The TCF operates in Dubai's Humanitarian City, along with other non-governmental charities and aid agencies. Around 10 per cent of its funding comes from donors in the UAE, according to Shahab Haider, the legal representative of TCF. The school project is still a priority but its staff and supporters in Pakistan plan to provide 20 million meals over 30 days to flood victims. Its immediate goal is to provide food packages, water purifying packs and basic medicines. The funding from the UAE will be combined with donors from Europe and the US.

TCF, which was set up in 1995, aims to create ration packs in Pakistan and distribute them through TCF staff and other agencies. The human impact of the recent floods has exceeded that of Pakistan's 2005 earthquake. The TCF sprang into action then and set up the first field hospital and helped provide 5,000 homes for those displaced by the earthquake. The UN has set a donation target of US$460 million (Dh1.7 billion) to aid the nearly 20 million people who have been affected nationwide by the floods. At least 1,500 have died in what the UN has described as the worst natural disaster in Pakistan's history.
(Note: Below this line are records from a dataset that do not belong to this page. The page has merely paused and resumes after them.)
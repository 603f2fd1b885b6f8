//! Search command: derive a query, compare offers, optionally save one.

use std::path::Path;
use std::sync::Arc;

use anyhow::{Context as _, Result};
use console::style;
use indicatif::ProgressBar;
use lens_commerce::{Currency, PriceInsights, SearchResultSet, SearchType, WishlistItem, WishlistItemId, WishlistToggle};
use lens_observability::DiagnosticEvent;
use lens_search::{
    ImageFile, Notice, ProxyChoice, SearchInput, SearchObserver, SearchOptions,
    SearchOrchestrator, SearchOutcome,
};
use serde::Serialize;

use super::SearchArgs;
use crate::context::Context;
use crate::output::{format_price, truncate};

/// Machine-readable search report for `--json`.
#[derive(Serialize)]
struct SearchReport<'a> {
    query: &'a str,
    search_type: SearchType,
    recorded_in_history: bool,
    results: &'a SearchResultSet,
    insights: Option<PriceInsights>,
    #[serde(skip_serializing_if = "Option::is_none")]
    saved: Option<SavedItem>,
    #[serde(skip_serializing_if = "Vec::is_empty")]
    diagnostics: Vec<DiagnosticEvent>,
}

#[derive(Debug, Serialize)]
struct SavedItem {
    id: WishlistItemId,
    position: u32,
    action: WishlistToggle,
}

/// Mirrors search progress onto the spinner.
struct SpinnerObserver {
    spinner: ProgressBar,
}

impl SearchObserver for SpinnerObserver {
    fn on_query_derived(&self, query: &str) {
        self.spinner.set_message(format!("Searching for \"{}\"...", query));
    }

    fn on_notice(&self, notice: &Notice) {
        self.spinner.set_message(notice.to_string());
    }
}

/// Run the search command.
pub async fn run(args: SearchArgs, ctx: &Context) -> Result<()> {
    let input = resolve_input(&args.input).await?;
    let config = ctx.search_config();
    let options = search_options(&args, config.default_limit);
    let currency = Currency::for_country(&config.gl);

    ctx.output.debug(&format!(
        "mock={} relay={}",
        options.mock.unwrap_or(config.mock_mode),
        config.selected_proxy().unwrap_or("direct")
    ));

    let spinner = ctx.output.spinner("Searching...");
    let orchestrator = SearchOrchestrator::from_config(config, ctx.library.clone(), ctx.diagnostics.clone())
        .with_observer(Arc::new(SpinnerObserver {
            spinner: spinner.clone(),
        }));

    let result = orchestrator.submit_with(input, options).await;
    spinner.finish_and_clear();
    let outcome = result.context("Search failed")?;

    let saved = match args.save {
        Some(position) => Some(save_result(&outcome, position, ctx)?),
        None => None,
    };
    let insights = PriceInsights::from_results_in(&outcome.results.results, currency);

    if ctx.output.is_json() {
        ctx.output.json(&SearchReport {
            query: &outcome.query,
            search_type: outcome.search_type,
            recorded_in_history: outcome.history_entry.is_some(),
            results: &outcome.results,
            insights,
            saved,
            diagnostics: ctx.diagnostics.snapshot(),
        });
        return Ok(());
    }

    print_results(&outcome, ctx);
    if let Some(insights) = &insights {
        print_insights(insights, ctx);
    }
    if let Some(saved) = &saved {
        match saved.action {
            WishlistToggle::Added => ctx
                .output
                .success(&format!("Saved result #{} to wishlist ({})", saved.position, saved.id)),
            WishlistToggle::Removed => ctx
                .output
                .success(&format!("Removed result #{} from wishlist ({})", saved.position, saved.id)),
        }
    }

    if outcome.history_entry.is_none() {
        ctx.output.debug("Placeholder query; not recorded in history");
    }
    if let Some(event) = ctx.diagnostics.last() {
        ctx.output
            .debug(&format!("Last fallback: [{}] {}", event.stage, event.message));
    }
    Ok(())
}

/// An existing file is searched as an image; anything else as a URL or text.
async fn resolve_input(input: &str) -> Result<SearchInput> {
    let path = Path::new(input);
    if path.is_file() {
        let image = ImageFile::load(path).await?;
        return Ok(SearchInput::image(image));
    }
    Ok(SearchInput::url(input))
}

/// `--mock`/`--live` apply to the whole search, image recognition included.
fn search_options(args: &SearchArgs, default_limit: usize) -> SearchOptions {
    let mut options = SearchOptions::default().with_limit(args.limit.unwrap_or(default_limit));
    if args.book {
        options = options.book();
    }
    if args.mock {
        options = options.with_mock(true);
    } else if args.live {
        options = options.with_mock(false);
    }
    if args.direct {
        options = options.with_proxy(ProxyChoice::Direct);
    } else if let Some(index) = args.proxy {
        options = options.with_proxy(ProxyChoice::Index(index));
    }
    options
}

fn save_result(outcome: &SearchOutcome, position: u32, ctx: &Context) -> Result<SavedItem> {
    let result = outcome
        .results
        .by_position(position)
        .with_context(|| format!("No result at position {}", position))?;

    let item = WishlistItem::from_result(result);
    let id = item.id.clone();
    let action = ctx.library.toggle_wishlist(item);
    tracing::debug!(id = %id, ?action, "wishlist toggled from search");
    Ok(SavedItem { id, position, action })
}

fn print_results(outcome: &SearchOutcome, ctx: &Context) {
    let results = &outcome.results;
    ctx.output
        .header(&format!("Results for \"{}\" ({})", outcome.query, outcome.search_type));

    if results.is_synthetic_data {
        let reason = results.fallback_reason.as_deref().unwrap_or("provider unavailable");
        ctx.output.banner(&format!("Demo data: {}", reason));
    }

    let best = results.best_value().map(|r| r.position);
    let title_width = ctx.output.term_width().saturating_sub(60).clamp(20, 50);
    let widths = [4, title_width, 20, 10, 18, 6];

    ctx.output
        .table_row(&["#", "TITLE", "STORE", "PRICE", "DELIVERY", ""], &widths);
    for offer in results.sorted_by_price() {
        let position = offer.position.to_string();
        let title = truncate(&offer.title, title_width);
        let store = truncate(&offer.source, 20);
        let price = if offer.has_price() {
            format_price(offer.extracted_price)
        } else {
            offer.price.clone()
        };
        let delivery = truncate(&offer.delivery_text, 18);
        let marker = if best == Some(offer.position) {
            style("best").green().bold().to_string()
        } else {
            String::new()
        };
        ctx.output
            .table_row(&[&position, &title, &store, &price, &delivery, &marker], &widths);
    }

    ctx.output.info("");
    ctx.output.info(&format!("{} offer(s)", results.len()));
}

fn print_insights(insights: &PriceInsights, ctx: &Context) {
    ctx.output.header("Price insights");
    ctx.output.kv("Lowest", &insights.lowest.display());
    ctx.output.kv("Highest", &insights.highest.display());
    ctx.output.kv("Average", &insights.average.display());
    ctx.output.kv("Spread", &insights.spread.display());
    ctx.output
        .kv("Resale score", &format!("{}/100", insights.resale_score));
    ctx.output.kv(
        "Best value",
        &format!(
            "#{} saves {} vs average",
            insights.best_value_position,
            insights.savings_vs_average().display()
        ),
    );
}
The floods have left about six million people homeless from the mountains in the north to the southern plains. The floods are expected to begin draining into the Arabian Sea in the coming days. Much of the TCF donation money has been diverted to direct flood relief. "Of course a lot of our funding is done during Ramadan and it has dropped, but we rely on regular donors throughout the year. It peaks during Ramadan, but is also a year-long campaign for us," said Mr Haider.

Nevertheless, the group continues to push its education drive. "A number of schools are affected and closed down because of the flooding. The schools outside of the flooded areas are open," he said. He was unable to put a figure on the number of schools closed. Students are still enrolling in the ones not affected by the flooding. Sarah Sheeraz Siddiqui, business development manager at TCF, said that before the floods a number of Dubai-based volunteers went to Pakistan to work on the group's main objective of opening schools.
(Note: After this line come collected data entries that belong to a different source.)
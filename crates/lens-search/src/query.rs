//! Turning user input into a search query.
//!
//! URL input is handled locally from the URL's path or host. Image input goes
//! through visual recognition first and falls back to the file name.

use crate::image::VisualRecognizer;
use crate::SearchError;
use base64::engine::general_purpose::STANDARD;
use base64::Engine;
use lens_commerce::{SearchType, ShoppingResult};
use lens_observability::Diagnostics;
use regex::Regex;
use std::path::Path;
use std::sync::{Arc, LazyLock};
use std::time::Duration;

/// Substituted when nothing usable can be derived.
pub const PLACEHOLDER_QUERY: &str = "Unidentified product";
/// Used for URLs whose only usable label is `www`.
pub const URL_PLACEHOLDER: &str = "product";
/// Used for images whose name says nothing, and for the generic retry.
pub const GENERIC_QUERY: &str = "popular products";
/// Unparseable URL text is cut to this many characters.
pub const MAX_RAW_QUERY_CHARS: usize = 50;

static IMAGE_EXTENSION: LazyLock<Regex> = LazyLock::new(|| {
    Regex::new(r"(?i)\.(jpg|jpeg|png|gif|webp)$").expect("valid image extension regex")
});

static CAMERA_NAME: LazyLock<Regex> = LazyLock::new(|| {
    Regex::new(r"(?i)^(img|image|photo|pic|picture|dsc|dscn|pxl|screenshot)[\s\d]*$")
        .expect("valid camera name regex")
});

static BOOK_TITLE: LazyLock<Regex> = LazyLock::new(|| {
    Regex::new(r"(?i)\b(books?|novels?|edition|hardcover|paperback|author|isbn|kindle|audiobook)\b")
        .expect("valid book title regex")
});

static BOOK_FILENAME: LazyLock<Regex> = LazyLock::new(|| {
    Regex::new(r"(?i)\b(books?|novels?|authors?)\b").expect("valid book filename regex")
});

static ISBN13: LazyLock<Regex> =
    LazyLock::new(|| Regex::new(r"\b97[89]\d{10}\b").expect("valid isbn regex"));

static PAREN_DATE: LazyLock<Regex> = LazyLock::new(|| {
    Regex::new(r"\s*[(\[](?:[A-Za-z]+\.?\s+)?(?:\d{1,2},?\s+)?\d{4}[)\]]")
        .expect("valid publication date regex")
});

static PAREN_FORMAT: LazyLock<Regex> = LazyLock::new(|| {
    Regex::new(r"(?i)\s*[(\[](?:paperback|hardcover|hardback|kindle(?: edition)?|audiobook|ebook|audio cd|mass market paperback)[)\]]")
        .expect("valid format regex")
});

static FORMAT_SUFFIX: LazyLock<Regex> = LazyLock::new(|| {
    Regex::new(r"(?i)\s*[-:,|]\s*(?:paperback|hardcover|hardback|kindle(?: edition)?|audiobook|ebook|audio cd|mass market paperback|board book)\b.*$")
        .expect("valid format suffix regex")
});

static EDITION_SUFFIX: LazyLock<Regex> = LazyLock::new(|| {
    Regex::new(r"(?i)\s*[-:,(\[]\s*(?:[\w']+\s+){0,3}edition\b[)\]]?.*$")
        .expect("valid edition suffix regex")
});

/// An image the user picked.
#[derive(Debug, Clone, PartialEq, Eq)]
pub struct ImageFile {
    pub file_name: String,
    pub bytes: Vec<u8>,
    pub mime_type: String,
}

impl ImageFile {
    /// Wrap in-memory bytes. The MIME type is guessed from the file name.
    pub fn new(file_name: impl Into<String>, bytes: Vec<u8>) -> Self {
        let file_name = file_name.into();
        let mime_type = mime_guess::from_path(&file_name)
            .first_or_octet_stream()
            .essence_str()
            .to_string();
        Self {
            file_name,
            bytes,
            mime_type,
        }
    }

    /// Read an image from disk.
    pub async fn load(path: impl AsRef<Path>) -> Result<Self, SearchError> {
        let path = path.as_ref();
        let bytes = tokio::fs::read(path)
            .await
            .map_err(|e| SearchError::ImageRead {
                path: path.display().to_string(),
                message: e.to_string(),
            })?;
        let file_name = path
            .file_name()
            .map(|n| n.to_string_lossy().into_owned())
            .unwrap_or_default();
        Ok(Self::new(file_name, bytes))
    }

    pub fn is_empty(&self) -> bool {
        self.bytes.is_empty()
    }

    /// `data:{mime};base64,...`, the form the image endpoint accepts inline.
    pub fn to_data_uri(&self) -> String {
        format!("data:{};base64,{}", self.mime_type, STANDARD.encode(&self.bytes))
    }
}

/// What the user submitted.
#[derive(Debug, Clone, PartialEq, Eq)]
pub enum SearchInput {
    Image(ImageFile),
    Url(String),
}

impl SearchInput {
    pub fn url(url: impl Into<String>) -> Self {
        SearchInput::Url(url.into())
    }

    pub fn image(image: ImageFile) -> Self {
        SearchInput::Image(image)
    }

    pub fn search_type(&self) -> SearchType {
        match self {
            SearchInput::Image(_) => SearchType::Image,
            SearchInput::Url(_) => SearchType::Url,
        }
    }

    /// Reject input that cannot be searched at all.
    pub fn validate(&self) -> Result<(), SearchError> {
        match self {
            SearchInput::Url(url) if url.trim().is_empty() => {
                Err(SearchError::InvalidInput("Please enter a valid URL".to_string()))
            }
            SearchInput::Image(image) if image.is_empty() => Err(SearchError::InvalidInput(
                format!("Image '{}' is empty", image.file_name),
            )),
            _ => Ok(()),
        }
    }
}

/// Where a derived query came from.
#[derive(Debug, Clone, Copy, PartialEq, Eq)]
pub enum QuerySource {
    /// Last path segment of a URL.
    UrlPath,
    /// First label of a URL's host.
    UrlHost,
    /// Text that did not parse as a URL.
    RawText,
    /// Title of a visual match.
    Recognition,
    /// The image's file name.
    FileName,
    /// Nothing usable was found.
    Placeholder,
}

#[derive(Debug, Clone, PartialEq, Eq)]
pub struct DerivedQuery {
    pub query: String,
    pub source: QuerySource,
    /// Whether downstream search should use the book parameter set.
    pub is_book: bool,
}

impl DerivedQuery {
    fn new(query: String, source: QuerySource) -> Self {
        let (query, source) = ensure_meaningful(query, source);
        let is_book = crate::synthetic::is_book_query(&query);
        Self {
            query,
            source,
            is_book,
        }
    }

    /// Placeholders are not worth remembering in the history.
    pub fn is_meaningful(&self) -> bool {
        self.source != QuerySource::Placeholder
    }
}

/// Query from a URL: last path segment, else host label, else raw text.
pub fn query_from_url(raw: &str) -> (String, QuerySource) {
    let raw = raw.trim();
    let parsed = match url::Url::parse(raw) {
        Ok(url) => url,
        Err(_) => {
            let truncated: String = raw.chars().take(MAX_RAW_QUERY_CHARS).collect();
            return (truncated, QuerySource::RawText);
        }
    };

    let from_path = parsed
        .path_segments()
        .and_then(|segments| segments.filter(|s| !s.is_empty()).last())
        .map(|segment| {
            let spaced = segment.replace(['-', '_'], " ");
            IMAGE_EXTENSION.replace(&spaced, "").trim().to_string()
        })
        .unwrap_or_default();

    if from_path.chars().count() >= 3 {
        return (from_path, QuerySource::UrlPath);
    }

    match parsed.host_str().and_then(|host| host.split('.').next()) {
        Some(label) if !label.is_empty() && !label.eq_ignore_ascii_case("www") => {
            (label.replace(['-', '_'], " "), QuerySource::UrlHost)
        }
        _ => (URL_PLACEHOLDER.to_string(), QuerySource::UrlHost),
    }
}

/// Query from an image file name, used when recognition gives nothing.
pub fn query_from_filename(file_name: &str) -> (String, QuerySource) {
    let stem = match file_name.rsplit_once('.') {
        Some((stem, ext)) if !stem.is_empty() && !ext.contains('/') => stem,
        _ => file_name,
    };
    let name = stem.replace(['-', '_'], " ").trim().to_string();

    if name.chars().count() <= 3 || CAMERA_NAME.is_match(&name) {
        return (GENERIC_QUERY.to_string(), QuerySource::Placeholder);
    }

    if BOOK_FILENAME.is_match(&name) && !crate::synthetic::is_book_query(&name) {
        return (format!("{} book", name), QuerySource::FileName);
    }
    (name, QuerySource::FileName)
}

/// Whether a visual match looks like a book listing.
pub fn is_book_like(candidate: &ShoppingResult) -> bool {
    BOOK_TITLE.is_match(&candidate.title) || ISBN13.is_match(&candidate.link)
}

/// Pick the title to search for: the first book-like match, else the first
/// titled match. `matches` must already be in exact-then-visual order.
pub fn choose_title(matches: &[ShoppingResult]) -> Option<&ShoppingResult> {
    let titled = || matches.iter().filter(|m| !m.title.trim().is_empty());
    titled().find(|m| is_book_like(m)).or_else(|| titled().next())
}

/// Strip format/edition suffixes and parenthetical publication dates.
pub fn clean_title(title: &str) -> String {
    let mut cleaned = PAREN_DATE.replace_all(title, "").into_owned();
    cleaned = PAREN_FORMAT.replace_all(&cleaned, "").into_owned();
    cleaned = FORMAT_SUFFIX.replace(&cleaned, "").into_owned();
    cleaned = EDITION_SUFFIX.replace(&cleaned, "").into_owned();
    let cleaned = cleaned.trim().trim_end_matches([',', '-', ':', '|']).trim();

    if cleaned.is_empty() {
        title.trim().to_string()
    } else {
        cleaned.to_string()
    }
}

/// Anything shorter than two characters becomes the placeholder.
pub fn ensure_meaningful(query: String, source: QuerySource) -> (String, QuerySource) {
    let trimmed = query.trim();
    if trimmed.chars().count() < 2 {
        (PLACEHOLDER_QUERY.to_string(), QuerySource::Placeholder)
    } else if trimmed.len() == query.len() {
        (query, source)
    } else {
        (trimmed.to_string(), source)
    }
}

/// Derives a [`DerivedQuery`] from [`SearchInput`].
pub struct QueryExtractor {
    recognizer: Arc<dyn VisualRecognizer>,
    timeout: Duration,
    diagnostics: Diagnostics,
}

impl QueryExtractor {
    pub fn new(recognizer: Arc<dyn VisualRecognizer>, timeout: Duration, diagnostics: Diagnostics) -> Self {
        Self {
            recognizer,
            timeout,
            diagnostics,
        }
    }

    /// Derive a query. The result is never empty. `mock` is passed to the
    /// recognizer as a per-call override of the demo-data mode.
    pub async fn derive_query(
        &self,
        input: &SearchInput,
        mock: Option<bool>,
    ) -> Result<DerivedQuery, SearchError> {
        input.validate()?;
        let derived = match input {
            SearchInput::Url(url) => {
                let (query, source) = query_from_url(url);
                DerivedQuery::new(query, source)
            }
            SearchInput::Image(image) => self.derive_from_image(image, mock).await,
        };
        tracing::debug!(query = %derived.query, source = ?derived.source, is_book = derived.is_book, "derived query");
        Ok(derived)
    }

    async fn derive_from_image(&self, image: &ImageFile, mock: Option<bool>) -> DerivedQuery {
        let data_uri = image.to_data_uri();
        match tokio::time::timeout(self.timeout, self.recognizer.recognize(&data_uri, mock)).await {
            Err(_) => {
                self.diagnostics.record(
                    "query.recognition_timeout",
                    format!("image recognition took longer than {:?}", self.timeout),
                );
            }
            Ok(found) if found.is_synthetic_data => {
                tracing::debug!("ignoring synthetic visual matches for query extraction");
            }
            Ok(found) => {
                if let Some(best) = choose_title(&found.matches) {
                    let mut derived =
                        DerivedQuery::new(clean_title(&best.title), QuerySource::Recognition);
                    derived.is_book = derived.is_book || is_book_like(best);
                    return derived;
                }
                if found.failure.is_none() {
                    self.diagnostics
                        .record("query.no_matches", "image recognition returned no titled matches");
                }
            }
        }

        let (query, source) = query_from_filename(&image.file_name);
        DerivedQuery::new(query, source)
    }
}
"We always have a lot of interest from people willing to spend their time volunteering," she said. About 92,000 students, with boys and girls split evenly, attend the 660 schools. All 4,800 teachers are female. "It is a real incentive for parents to send their daughters to school. It gives them more confidence in the school and they know who is looking after their children," said Mr Haider. Added Ms Siddiqui: "In total, 70 per cent of our students go on to third level education. A lot of our new teachers were educated in our schools too and are now starting out with us."

The students are means-tested by the school when they enrol. "The parents must pay but most of it is subsidised by the charity," said Mr Haider. The parents pay 15 per cent of their income, no matter how small it may be, as a school. "The schools have such a good reputation, there is a high demand to get in. Still, the majority of it is funded from our donors," said Mr Haider. The first phase of TCF students are in the process of finishing university, and it is not unusual for the charity to see some of its students study medicine or law.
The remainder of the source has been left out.